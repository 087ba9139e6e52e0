//! Error types for datahub-catalog.
//!
//! The catalog core degrades every data anomaly to a safe default (empty
//! store, clamped page, no-op filter stage), so these errors only surface at
//! the storage, authentication and command-line boundaries.

use std::path::PathBuf;

use thiserror::Error;

/// Primary error type for datahub-catalog operations.
#[derive(Error, Debug)]
pub enum CatalogError {
    /// A dataset document could not be read as JSON at all.
    #[error("Invalid dataset document for {source_name}: {message}")]
    Dataset {
        /// Data source the document was meant for.
        source_name: String,
        /// Human-readable error message.
        message: String,
        /// Underlying serde_json error, if available.
        #[source]
        source: Option<serde_json::Error>,
    },

    /// File not found.
    #[error("File not found: {path}")]
    FileNotFound {
        /// Path to the missing file.
        path: PathBuf,
    },

    /// Record identifier not present in any dataset.
    #[error("Record not found: {record_id}")]
    UnknownRecord {
        /// Identifier that was not found.
        record_id: String,
    },

    /// Configuration error.
    #[error("Configuration error: {message}")]
    ConfigError {
        /// Human-readable error message.
        message: String,
    },

    /// Invalid configuration.
    #[error("Invalid configuration: {message}")]
    InvalidConfig {
        /// Human-readable error message.
        message: String,
    },

    /// I/O error.
    #[error("I/O error: {context}")]
    IoError {
        /// Context describing the operation that failed.
        context: String,
        /// Underlying I/O error.
        #[source]
        source: std::io::Error,
    },

    /// Serialization error.
    #[error("Serialization error: {context}")]
    SerializationError {
        /// Context describing the operation that failed.
        context: String,
        /// Underlying serde_json error.
        #[source]
        source: serde_json::Error,
    },

    /// Invalid argument.
    #[error("Invalid argument '{name}': {reason}")]
    InvalidArgument {
        /// Name of the invalid argument.
        name: String,
        /// Reason why the argument is invalid.
        reason: String,
    },

    /// Access attempted without a login.
    #[error("Not logged in. Run `datahub login` first")]
    NotAuthenticated,

    /// Credentials were well-formed but did not match.
    #[error("Invalid email or password")]
    InvalidCredentials,

    /// Credentials failed form validation.
    #[error("{}", format_validation(.email.as_deref(), .password.as_deref()))]
    CredentialValidation {
        /// Email field message, if the email was rejected.
        email: Option<String>,
        /// Password field message, if the password was rejected.
        password: Option<String>,
    },

    /// Unsupported operation or feature.
    #[error("Unsupported: {feature}")]
    Unsupported {
        /// Name of the unsupported feature.
        feature: String,
    },
}

fn format_validation(email: Option<&str>, password: Option<&str>) -> String {
    match (email, password) {
        (Some(e), Some(p)) => format!("{e}; {p}"),
        (Some(e), None) => e.to_string(),
        (None, Some(p)) => p.to_string(),
        (None, None) => "Invalid credentials".to_string(),
    }
}

impl CatalogError {
    /// Create a new I/O error with context.
    #[must_use]
    pub fn io(context: impl Into<String>, source: std::io::Error) -> Self {
        Self::IoError {
            context: context.into(),
            source,
        }
    }

    /// Get the process exit code for this error.
    #[must_use]
    pub const fn exit_code(&self) -> i32 {
        match self {
            Self::FileNotFound { .. } | Self::UnknownRecord { .. } => exit_codes::EXIT_NOT_FOUND,
            Self::ConfigError { .. } | Self::InvalidConfig { .. } => exit_codes::EXIT_CONFIG_ERROR,
            Self::InvalidArgument { .. } => exit_codes::EXIT_USAGE_ERROR,
            Self::Dataset { .. } | Self::SerializationError { .. } => exit_codes::EXIT_DATA_ERROR,
            Self::IoError { .. } => exit_codes::EXIT_IO_ERROR,
            Self::NotAuthenticated
            | Self::InvalidCredentials
            | Self::CredentialValidation { .. } => exit_codes::EXIT_NO_PERMISSION,
            Self::Unsupported { .. } => exit_codes::EXIT_GENERAL_ERROR,
        }
    }
}

/// Result type alias for datahub-catalog operations.
pub type Result<T> = std::result::Result<T, CatalogError>;

impl From<std::io::Error> for CatalogError {
    fn from(err: std::io::Error) -> Self {
        Self::IoError {
            context: "I/O operation failed".to_string(),
            source: err,
        }
    }
}

impl From<serde_json::Error> for CatalogError {
    fn from(err: serde_json::Error) -> Self {
        Self::SerializationError {
            context: "JSON operation failed".to_string(),
            source: err,
        }
    }
}

/// Exit codes for CLI operations.
pub mod exit_codes {
    /// General/unspecified error.
    pub const EXIT_GENERAL_ERROR: i32 = 1;
    /// Specified file or record not found.
    pub const EXIT_NOT_FOUND: i32 = 3;
    /// Invalid configuration.
    pub const EXIT_CONFIG_ERROR: i32 = 5;
    /// Invalid command-line usage (BSD standard).
    pub const EXIT_USAGE_ERROR: i32 = 64;
    /// Input data format error (BSD standard).
    pub const EXIT_DATA_ERROR: i32 = 65;
    /// I/O error (BSD standard).
    pub const EXIT_IO_ERROR: i32 = 74;
    /// Permission denied (BSD standard), used for the login gate.
    pub const EXIT_NO_PERMISSION: i32 = 77;
}
//! Per-record flags (bookmark, plus, pin, more).
//!
//! Flags are stored in a JSON file separate from the datasets, keyed by
//! record id:
//!
//! ```json
//! { "IN.GDP.Q": { "bookmark": true, "plus": false, "pin": false, "more": false } }
//! ```
//!
//! The file is read once when [`FlagStorage`] is opened and rewritten as a
//! whole after every toggle. Unreadable or malformed content is discarded
//! with a warning; it never prevents startup.

use std::collections::HashMap;
use std::path::{Path, PathBuf};

use indexmap::IndexMap;
use serde::{Deserialize, Deserializer, Serialize, Serializer};
use tracing::{debug, info, warn};

use crate::error::{CatalogError, Result};
use crate::model::{DatasetRecord, FlagKind};
use crate::util::atomic_write;

/// Flag storage filename.
pub const FLAGS_FILENAME: &str = "flags.json";

/// The four flags of one record.
#[derive(Debug, Clone, Copy, Default, PartialEq, Eq, Hash, Serialize, Deserialize)]
pub struct FlagSet {
    /// Bookmarked.
    #[serde(default)]
    pub bookmark: bool,
    /// In the cart.
    #[serde(default)]
    pub plus: bool,
    /// Pinned.
    #[serde(default)]
    pub pin: bool,
    /// More-options marker.
    #[serde(default)]
    pub more: bool,
}

impl FlagSet {
    /// Value of one flag.
    pub fn get(&self, kind: FlagKind) -> bool {
        match kind {
            FlagKind::Bookmark => self.bookmark,
            FlagKind::Plus => self.plus,
            FlagKind::Pin => self.pin,
            FlagKind::More => self.more,
        }
    }

    /// Set one flag.
    pub fn set(&mut self, kind: FlagKind, value: bool) {
        let slot = match kind {
            FlagKind::Bookmark => &mut self.bookmark,
            FlagKind::Plus => &mut self.plus,
            FlagKind::Pin => &mut self.pin,
            FlagKind::More => &mut self.more,
        };
        *slot = value;
    }

    /// Flip one flag and return its new value.
    pub fn toggle(&mut self, kind: FlagKind) -> bool {
        let value = !self.get(kind);
        self.set(kind, value);
        value
    }

    /// True when every flag is off.
    pub fn is_empty(&self) -> bool {
        !(self.bookmark || self.plus || self.pin || self.more)
    }

    /// Flags that are on, in display order.
    pub fn active(&self) -> impl Iterator<Item = FlagKind> + '_ {
        FlagKind::ALL.into_iter().filter(|kind| self.get(*kind))
    }
}

/// Record id → flags.
///
/// An absent entry and an all-false entry are the same state: all-false
/// entries are kept in memory so ids keep their position, but they are not
/// written out and do not count toward [`FlagStore::len`].
#[derive(Debug, Clone, Default)]
pub struct FlagStore {
    entries: IndexMap<String, FlagSet>,
}

impl FlagStore {
    /// Empty store.
    pub fn new() -> Self {
        Self::default()
    }

    /// Parse the persisted JSON form.
    pub fn from_json(content: &str) -> Result<Self> {
        serde_json::from_str(content).map_err(|e| CatalogError::SerializationError {
            context: "Invalid flags file".to_string(),
            source: e,
        })
    }

    /// Serialize to the persisted JSON form.
    pub fn to_json(&self) -> Result<String> {
        serde_json::to_string_pretty(self).map_err(|e| CatalogError::SerializationError {
            context: "Failed to serialize flags".to_string(),
            source: e,
        })
    }

    /// Flags for a record; all false when absent.
    pub fn get(&self, record_id: &str) -> FlagSet {
        self.entries.get(record_id).copied().unwrap_or_default()
    }

    /// Whether a record has a flag on.
    pub fn is_set(&self, record_id: &str, kind: FlagKind) -> bool {
        self.get(record_id).get(kind)
    }

    /// Flip a flag for a record and return its new value.
    pub fn toggle(&mut self, record_id: &str, kind: FlagKind) -> bool {
        self.entries
            .entry(record_id.to_string())
            .or_default()
            .toggle(kind)
    }

    /// Set a flag for a record.
    pub fn set(&mut self, record_id: &str, kind: FlagKind, value: bool) {
        self.entries
            .entry(record_id.to_string())
            .or_default()
            .set(kind, value);
    }

    /// Ids with a flag on, in store order.
    pub fn ids_with(&self, kind: FlagKind) -> Vec<&str> {
        self.iter()
            .filter(|(_, flags)| flags.get(kind))
            .map(|(id, _)| id)
            .collect()
    }

    /// Non-empty entries in store order.
    pub fn iter(&self) -> impl Iterator<Item = (&str, FlagSet)> {
        self.entries
            .iter()
            .filter(|(_, flags)| !flags.is_empty())
            .map(|(id, flags)| (id.as_str(), *flags))
    }

    /// Number of records with at least one flag on.
    pub fn len(&self) -> usize {
        self.iter().count()
    }

    /// True when no record has any flag on.
    pub fn is_empty(&self) -> bool {
        self.iter().next().is_none()
    }
}

impl PartialEq for FlagStore {
    fn eq(&self, other: &Self) -> bool {
        let ours: HashMap<_, _> = self.iter().collect();
        let theirs: HashMap<_, _> = other.iter().collect();
        ours == theirs
    }
}

impl Eq for FlagStore {}

impl Serialize for FlagStore {
    fn serialize<S>(&self, serializer: S) -> std::result::Result<S::Ok, S::Error>
    where
        S: Serializer,
    {
        serializer.collect_map(self.iter())
    }
}

impl<'de> Deserialize<'de> for FlagStore {
    fn deserialize<D>(deserializer: D) -> std::result::Result<Self, D::Error>
    where
        D: Deserializer<'de>,
    {
        let entries = IndexMap::<String, FlagSet>::deserialize(deserializer)?;
        Ok(Self { entries })
    }
}

/// Count the given records that have a flag on.
///
/// With [`FlagKind::Plus`] over a whole dataset this is the cart badge.
pub fn flag_filter_count<'a, I>(records: I, store: &FlagStore, kind: FlagKind) -> usize
where
    I: IntoIterator<Item = &'a DatasetRecord>,
{
    records
        .into_iter()
        .filter(|record| store.is_set(&record.id, kind))
        .count()
}

/// A [`FlagStore`] bound to its durable file.
#[derive(Debug, Clone)]
pub struct FlagStorage {
    path: PathBuf,
    store: FlagStore,
}

impl FlagStorage {
    /// Open the store at `path`, reading it once.
    pub fn open(path: impl Into<PathBuf>) -> Self {
        let path = path.into();
        let store = Self::load(&path);
        Self { path, store }
    }

    /// Open `flags.json` inside a data directory.
    pub fn open_in(data_dir: &Path) -> Self {
        Self::open(data_dir.join(FLAGS_FILENAME))
    }

    /// Read the durable copy.
    ///
    /// A missing file is an empty store. A file that cannot be read or
    /// parsed is logged and also treated as empty.
    pub fn load(path: &Path) -> FlagStore {
        if !path.exists() {
            debug!(path = %path.display(), "No flags file; starting empty");
            return FlagStore::new();
        }

        let content = match std::fs::read_to_string(path) {
            Ok(content) => content,
            Err(e) => {
                warn!(path = %path.display(), error = %e, "Could not read flags file; starting empty");
                return FlagStore::new();
            }
        };

        match FlagStore::from_json(&content) {
            Ok(store) => store,
            Err(e) => {
                warn!(path = %path.display(), error = %e, "Discarding malformed flags file");
                FlagStore::new()
            }
        }
    }

    /// Path of the durable file.
    pub fn path(&self) -> &Path {
        &self.path
    }

    /// Current in-memory store.
    pub fn store(&self) -> &FlagStore {
        &self.store
    }

    /// Flip a flag and persist the whole store.
    ///
    /// If the write fails the flip is undone, so memory keeps matching disk.
    pub fn toggle(&mut self, record_id: &str, kind: FlagKind) -> Result<bool> {
        let value = self.store.toggle(record_id, kind);
        if let Err(e) = self.save() {
            self.store.toggle(record_id, kind);
            warn!(record = record_id, flag = %kind, error = %e, "Could not save flags; toggle reverted");
            return Err(e);
        }
        info!(record = record_id, flag = %kind, value, "Toggled flag");
        Ok(value)
    }

    /// Write the whole store to disk atomically.
    pub fn save(&self) -> Result<()> {
        let content = self.store.to_json()?;
        atomic_write(&self.path, content.as_bytes())
    }
}

#[cfg(test)]
mod tests {
    use super::*;
    use pretty_assertions::assert_eq;
    use tempfile::tempdir;

    #[test]
    fn test_flag_set_toggle() {
        let mut flags = FlagSet::default();
        assert!(flags.is_empty());
        assert!(flags.toggle(FlagKind::Pin));
        assert!(flags.pin);
        assert_eq!(flags.active().collect::<Vec<_>>(), vec![FlagKind::Pin]);
        assert!(!flags.toggle(FlagKind::Pin));
        assert!(flags.is_empty());
    }

    #[test]
    fn test_toggle_absent_defaults_to_false() {
        let mut store = FlagStore::new();
        assert!(!store.is_set("a", FlagKind::Plus));
        assert!(store.toggle("a", FlagKind::Plus));
        assert!(store.is_set("a", FlagKind::Plus));
        assert!(!store.is_set("a", FlagKind::Bookmark));
        assert_eq!(store.len(), 1);
    }

    #[test]
    fn test_toggle_twice_restores_state() {
        let mut store = FlagStore::new();
        store.set("a", FlagKind::Bookmark, true);
        let before = store.clone();
        let json_before = store.to_json().unwrap();

        store.toggle("a", FlagKind::Bookmark);
        store.toggle("a", FlagKind::Bookmark);
        store.toggle("b", FlagKind::More);
        store.toggle("b", FlagKind::More);

        assert_eq!(store, before);
        assert_eq!(store.to_json().unwrap(), json_before);
    }

    #[test]
    fn test_empty_entries_not_serialized() {
        let mut store = FlagStore::new();
        store.toggle("a", FlagKind::Pin);
        store.toggle("a", FlagKind::Pin);
        assert!(store.is_empty());
        assert_eq!(serde_json::to_string(&store).unwrap(), "{}");
    }

    #[test]
    fn test_persisted_shape() {
        let mut store = FlagStore::new();
        store.toggle("x", FlagKind::Plus);
        let value: serde_json::Value = serde_json::from_str(&store.to_json().unwrap()).unwrap();
        assert_eq!(
            value,
            serde_json::json!({"x": {"bookmark": false, "plus": true, "pin": false, "more": false}})
        );
    }

    #[test]
    fn test_partial_entries_default_missing_flags() {
        let store = FlagStore::from_json(r#"{"x": {"pin": true}}"#).unwrap();
        assert!(store.is_set("x", FlagKind::Pin));
        assert!(!store.is_set("x", FlagKind::More));
    }

    #[test]
    fn test_ids_with() {
        let mut store = FlagStore::new();
        store.toggle("a", FlagKind::Plus);
        store.toggle("b", FlagKind::Pin);
        store.toggle("c", FlagKind::Plus);
        assert_eq!(store.ids_with(FlagKind::Plus), vec!["a", "c"]);
    }

    #[test]
    fn test_flag_filter_count() {
        let records = vec![
            DatasetRecord::new("a", "A", "", "", ""),
            DatasetRecord::new("b", "B", "", "", ""),
            DatasetRecord::new("c", "C", "", "", ""),
        ];
        let mut store = FlagStore::new();
        store.toggle("a", FlagKind::Plus);
        store.toggle("c", FlagKind::Plus);
        store.toggle("zzz", FlagKind::Plus);

        assert_eq!(flag_filter_count(&records, &store, FlagKind::Plus), 2);
        assert_eq!(flag_filter_count(&records, &store, FlagKind::Pin), 0);
        assert_eq!(flag_filter_count(records.iter().take(1), &store, FlagKind::Plus), 1);
    }

    #[test]
    fn test_storage_missing_file_is_empty() {
        let dir = tempdir().unwrap();
        let storage = FlagStorage::open_in(dir.path());
        assert!(storage.store().is_empty());
        assert!(!storage.path().exists());
    }

    #[test]
    fn test_storage_malformed_file_is_discarded() {
        let dir = tempdir().unwrap();
        let path = dir.path().join(FLAGS_FILENAME);
        std::fs::write(&path, "{ this is not json").unwrap();

        let storage = FlagStorage::open(&path);
        assert!(storage.store().is_empty());
    }

    #[test]
    fn test_storage_wrong_shape_is_discarded() {
        let dir = tempdir().unwrap();
        let path = dir.path().join(FLAGS_FILENAME);
        std::fs::write(&path, r#"{"a": {"pin": "yes"}}"#).unwrap();

        assert!(FlagStorage::open(&path).store().is_empty());
    }

    #[test]
    fn test_storage_write_through() {
        let dir = tempdir().unwrap();
        let path = dir.path().join("nested").join(FLAGS_FILENAME);

        let mut storage = FlagStorage::open(&path);
        assert!(storage.toggle("IN.GDP.Q", FlagKind::Bookmark).unwrap());
        assert!(path.exists());

        let reopened = FlagStorage::open(&path);
        assert!(reopened.store().is_set("IN.GDP.Q", FlagKind::Bookmark));
    }

    #[test]
    fn test_storage_double_toggle_roundtrips_file() {
        let dir = tempdir().unwrap();
        let path = dir.path().join(FLAGS_FILENAME);

        let mut storage = FlagStorage::open(&path);
        storage.toggle("a", FlagKind::Pin).unwrap();
        let original = std::fs::read_to_string(&path).unwrap();

        storage.toggle("b", FlagKind::Plus).unwrap();
        storage.toggle("b", FlagKind::Plus).unwrap();

        assert_eq!(std::fs::read_to_string(&path).unwrap(), original);
    }

    #[test]
    fn test_storage_failed_save_reverts_toggle() {
        let dir = tempdir().unwrap();
        let blocker = dir.path().join("not-a-dir");
        std::fs::write(&blocker, "").unwrap();

        let mut storage = FlagStorage::open(blocker.join(FLAGS_FILENAME));
        assert!(storage.toggle("IN.GDP.Q", FlagKind::Pin).is_err());
        assert!(!storage.store().is_set("IN.GDP.Q", FlagKind::Pin));
        assert!(storage.store().is_empty());
    }
}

====

▶ [Exercise directions]: Search the records for the word "IoError". Copy each line where it appears.

▶ [Reply]:
    IoError {
        Self::IoError {
            Self::IoError { .. } => exit_codes::EXIT_IO_ERROR,
        Self::IoError {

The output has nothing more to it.